IL CANDIDATO CHE NON C’E’ Mentre i cinque repubblicani dibattevano a Miami, a pochi chilometri di distanza, a Hialeah, Donald Trump saliva sul podio di un comizio e si prendeva gioco dei rivali. “Visto come è andato il terzo dibattito, penso che non mi presenterò nemmeno al quarto”. Sinora la scelta di Trump di disertare ogni tipo di confronto con gli altri sfidanti è risultato vincente. Da un lato lo ha tenuto lontano da eventuali contestazioni, rafforzando il suo primato e la sua unicità. Dall’altro ha evitato possibili scivoloni che, nel clima acceso di un dibattito, sono possibili. La strategia ha, per l’appunto, funzionato. In Florida, Trump è avanti di 30 punti rispetto a DeSantis. Secondo FiveThirtyEight, che calcola la media dei sondaggi a livello nazionale, l’ex presidente è avanti di ben 43 punti sul suo più vicino rivale. In altre parole, questi dibattiti TV stanno facendo molto poco per cambiare la dinamica della campagna elettorale. Servono a stabilire chi viene “dopo Trump”, piuttosto che un suo possibile rivale. L’unica differenza, al momento, la possono fare i tribunali. Solo la giustizia, solo i quattro processi che pendono sul capo dell’ex presidente, sembrano in grado di fermarne la corsa irresistibile.
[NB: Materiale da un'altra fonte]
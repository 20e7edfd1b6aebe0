use std::fmt;
use std::ptr;
use std::str::FromStr;

use markup5ever_rcdom::Handle;

use crate::core::MicrodataError;
use crate::parsers::html::{get_node_attr, get_node_name, get_text_content, has_node_attr, split_tokens};
use crate::utils::resolve_url;

use super::document::{ElementEntry, MicrodataDocument, NodeId};
use super::properties::PropertiesCollection;

/// The microdata view of an element
pub trait MicrodataElement<'doc> {
    /// Whether the element carries `itemscope`
    fn item_scope(&self) -> bool;

    /// Tokens of `itemtype`, only on elements that create an item
    fn item_type(&self) -> Option<&'doc [String]>;

    /// Raw `itemid`, only on elements that create an item
    fn item_id(&self) -> Option<&'doc str>;

    /// Tokens of `itemprop`
    fn item_prop(&self) -> Option<&'doc [String]>;

    /// Tokens of `itemref`, only on elements that create an item
    fn item_ref(&self) -> Option<&'doc [String]>;

    /// Value the element contributes as a property
    fn item_value(&self) -> Option<ItemValue<'doc>>;

    /// Properties of the item the element creates
    fn properties(&self) -> Option<PropertiesCollection<'doc>>;
}

/// Property value of an element
#[derive(Debug, Clone, Copy, PartialEq)]
pub enum ItemValue<'doc> {
    Text(&'doc str),
    /// Absolute (or base-less) URL taken from `src`, `href` or `data`
    Url(&'doc str),
    /// The element itself, when it creates an item
    Item(Element<'doc>),
}

impl<'doc> ItemValue<'doc> {
    pub fn as_str(&self) -> Option<&'doc str> {
        match *self {
            ItemValue::Text(value) | ItemValue::Url(value) => Some(value),
            ItemValue::Item(_) => None,
        }
    }

    pub fn as_item(&self) -> Option<Element<'doc>> {
        match *self {
            ItemValue::Item(element) => Some(element),
            _ => None,
        }
    }
}

#[derive(Debug, Clone, PartialEq, Eq)]
pub(crate) enum CachedValue {
    Text(String),
    Url(String),
}

/// Attribute names accepted by [`Element::get`]
#[derive(Debug, Clone, Copy, PartialEq, Eq, Hash)]
pub enum MicrodataAttribute {
    ItemScope,
    ItemType,
    ItemId,
    ItemProp,
    ItemRef,
    ItemValue,
    Properties,
}

impl MicrodataAttribute {
    pub fn as_str(&self) -> &'static str {
        match self {
            MicrodataAttribute::ItemScope => "itemScope",
            MicrodataAttribute::ItemType => "itemType",
            MicrodataAttribute::ItemId => "itemId",
            MicrodataAttribute::ItemProp => "itemProp",
            MicrodataAttribute::ItemRef => "itemRef",
            MicrodataAttribute::ItemValue => "itemValue",
            MicrodataAttribute::Properties => "properties",
        }
    }
}

impl fmt::Display for MicrodataAttribute {
    fn fmt(&self, f: &mut fmt::Formatter<'_>) -> fmt::Result {
        f.write_str(self.as_str())
    }
}

impl FromStr for MicrodataAttribute {
    type Err = MicrodataError;

    fn from_str(name: &str) -> Result<Self, Self::Err> {
        match name {
            "itemScope" => Ok(MicrodataAttribute::ItemScope),
            "itemType" => Ok(MicrodataAttribute::ItemType),
            "itemId" => Ok(MicrodataAttribute::ItemId),
            "itemProp" => Ok(MicrodataAttribute::ItemProp),
            "itemRef" => Ok(MicrodataAttribute::ItemRef),
            "itemValue" => Ok(MicrodataAttribute::ItemValue),
            "properties" => Ok(MicrodataAttribute::Properties),
            _ => Err(MicrodataError::UndefinedAttribute(name.to_string())),
        }
    }
}

/// Result of a dynamic attribute read through [`Element::get`]
#[derive(Debug, Clone)]
pub enum AttributeValue<'doc> {
    Flag(bool),
    Tokens(Option<&'doc [String]>),
    Text(Option<&'doc str>),
    Value(Option<ItemValue<'doc>>),
    Properties(Option<PropertiesCollection<'doc>>),
}

/// An element of a [`MicrodataDocument`]
///
/// Cheap to copy; all derived values live in the document and are computed
/// on first access.
#[derive(Clone, Copy)]
pub struct Element<'doc> {
    document: &'doc MicrodataDocument,
    node_id: NodeId,
}

impl<'doc> Element<'doc> {
    pub(crate) fn new(document: &'doc MicrodataDocument, node_id: NodeId) -> Self {
        Self { document, node_id }
    }

    pub(crate) fn entry(&self) -> &'doc ElementEntry {
        self.document.entry(self.node_id)
    }

    pub fn node_id(&self) -> NodeId {
        self.node_id
    }

    pub fn document(&self) -> &'doc MicrodataDocument {
        self.document
    }

    pub fn handle(&self) -> &'doc Handle {
        &self.entry().handle
    }

    /// Lowercase local name
    pub fn tag_name(&self) -> &'doc str {
        get_node_name(self.handle()).unwrap_or_default()
    }

    pub fn attribute(&self, name: &str) -> Option<String> {
        get_node_attr(self.handle(), name)
    }

    pub fn has_attribute(&self, name: &str) -> bool {
        has_node_attr(self.handle(), name)
    }

    /// Element children, in document order
    pub fn children(&self) -> impl DoubleEndedIterator<Item = Element<'doc>> + 'doc {
        let document = self.document;
        self.entry()
            .children
            .iter()
            .map(move |&node_id| Element::new(document, node_id))
    }

    pub fn text_content(&self) -> String {
        get_text_content(self.handle())
    }

    /// Reads a microdata attribute by its DOM property name (`itemScope`, `itemType`, ...)
    pub fn get(&self, name: &str) -> Result<AttributeValue<'doc>, MicrodataError> {
        let attribute = name.parse::<MicrodataAttribute>()?;
        Ok(self.get_attribute(attribute))
    }

    pub fn get_attribute(&self, attribute: MicrodataAttribute) -> AttributeValue<'doc> {
        match attribute {
            MicrodataAttribute::ItemScope => AttributeValue::Flag(self.item_scope()),
            MicrodataAttribute::ItemType => AttributeValue::Tokens(self.item_type()),
            MicrodataAttribute::ItemId => AttributeValue::Text(self.item_id()),
            MicrodataAttribute::ItemProp => AttributeValue::Tokens(self.item_prop()),
            MicrodataAttribute::ItemRef => AttributeValue::Tokens(self.item_ref()),
            MicrodataAttribute::ItemValue => AttributeValue::Value(self.item_value()),
            MicrodataAttribute::Properties => AttributeValue::Properties(self.properties()),
        }
    }

    fn derive_value(&self) -> Option<CachedValue> {
        match self.tag_name() {
            "meta" => Some(CachedValue::Text(
                self.attribute("content").unwrap_or_default(),
            )),
            "audio" | "embed" | "iframe" | "img" | "source" | "track" | "video" => {
                self.url_attribute("src")
            }
            "a" | "area" | "link" => self.url_attribute("href"),
            "object" => self.url_attribute("data"),
            "data" | "meter" => self.attribute("value").map(CachedValue::Text),
            "time" => self.attribute("datetime").map(CachedValue::Text),
            _ => Some(CachedValue::Text(
                self.attribute("content")
                    .unwrap_or_else(|| self.text_content()),
            )),
        }
    }

    fn url_attribute(&self, name: &str) -> Option<CachedValue> {
        self.attribute(name)
            .map(|url| CachedValue::Url(resolve_url(self.document.base_url(), &url)))
    }
}

impl<'doc> MicrodataElement<'doc> for Element<'doc> {
    fn item_scope(&self) -> bool {
        *self
            .entry()
            .cache
            .item_scope
            .get_or_init(|| self.has_attribute("itemscope"))
    }

    fn item_type(&self) -> Option<&'doc [String]> {
        self.entry()
            .cache
            .item_type
            .get_or_init(|| {
                if !self.item_scope() {
                    return None;
                }
                self.attribute("itemtype").map(|value| split_tokens(&value))
            })
            .as_deref()
    }

    fn item_id(&self) -> Option<&'doc str> {
        self.entry()
            .cache
            .item_id
            .get_or_init(|| {
                if !self.item_scope() {
                    return None;
                }
                self.attribute("itemid")
            })
            .as_deref()
    }

    fn item_prop(&self) -> Option<&'doc [String]> {
        self.entry()
            .cache
            .item_prop
            .get_or_init(|| self.attribute("itemprop").map(|value| split_tokens(&value)))
            .as_deref()
    }

    fn item_ref(&self) -> Option<&'doc [String]> {
        self.entry()
            .cache
            .item_ref
            .get_or_init(|| {
                if !self.item_scope() {
                    return None;
                }
                Some(
                    self.attribute("itemref")
                        .map(|value| split_tokens(&value))
                        .unwrap_or_default(),
                )
            })
            .as_deref()
    }

    fn item_value(&self) -> Option<ItemValue<'doc>> {
        self.item_prop()?;

        if self.item_scope() {
            return Some(ItemValue::Item(*self));
        }

        self.entry()
            .cache
            .item_value
            .get_or_init(|| self.derive_value())
            .as_ref()
            .map(|value| match value {
                CachedValue::Text(text) => ItemValue::Text(text),
                CachedValue::Url(url) => ItemValue::Url(url),
            })
    }

    fn properties(&self) -> Option<PropertiesCollection<'doc>> {
        self.item_scope().then(|| PropertiesCollection::new(*self))
    }
}

impl PartialEq for Element<'_> {
    fn eq(&self, other: &Self) -> bool {
        ptr::eq(self.document, other.document) && self.node_id == other.node_id
    }
}

impl Eq for Element<'_> {}

impl fmt::Debug for Element<'_> {
    fn fmt(&self, f: &mut fmt::Formatter<'_>) -> fmt::Result {
        f.debug_struct("Element")
            .field("tag", &self.tag_name())
            .field("node_id", &self.node_id)
            .finish()
    }
}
IL PUNTO DEBOLE DEI REPUBBLICANI Una serie di consultazioni elettorali, martedì scorso, hanno mostrato come l’aborto resti un tema di straordinaria rilevanza per molti elettori – e come questo favorisca i democratici, quando viene utilizzato come strumento primario della campagna elettorale. In Virginia i democratici, proprio grazie a una strategia fondata sulla difesa del diritto all’interruzione di gravidanza, hanno conquistato entrambe le Camere. I cittadini dell’Ohio hanno iscritto il diritto all’aborto nella Costituzione dello Stato. E il democratico Andy Beshear ha difeso la carica di governatore del Kentucky proprio insistendo sul tema. Sul palco di Miami, gli sfidanti repubblicani hanno mostrato più di un’incertezza. Le passate posizioni contrarie all’interruzione di gravidanza rischiano di alienargli settori consistenti di voto alle elezioni generali. E quindi i candidati si sono fatti più prudenti. DeSantis, per esempio, che ha firmato da governatore della Florida un bando all’aborto dopo le sei settimane, ha attenuato di molto la sua retorica, limitandosi a un generico “siamo persone migliori quando promuoviamo una cultura della vita”. Anche in questo, alla fine, Nikki Haley si è rivelata la più convincente. Pur dichiarandosi personalmente contraria all’aborto, ha anche detto di “non voler giudicare quelli che sono pro-choice”. Una posizione che, alla fine, potrebbe conquistare alla ex governatrice del South Carolina l’appoggio di settori considerevoli del voto femminile, soprattutto nei sobborghi urbani.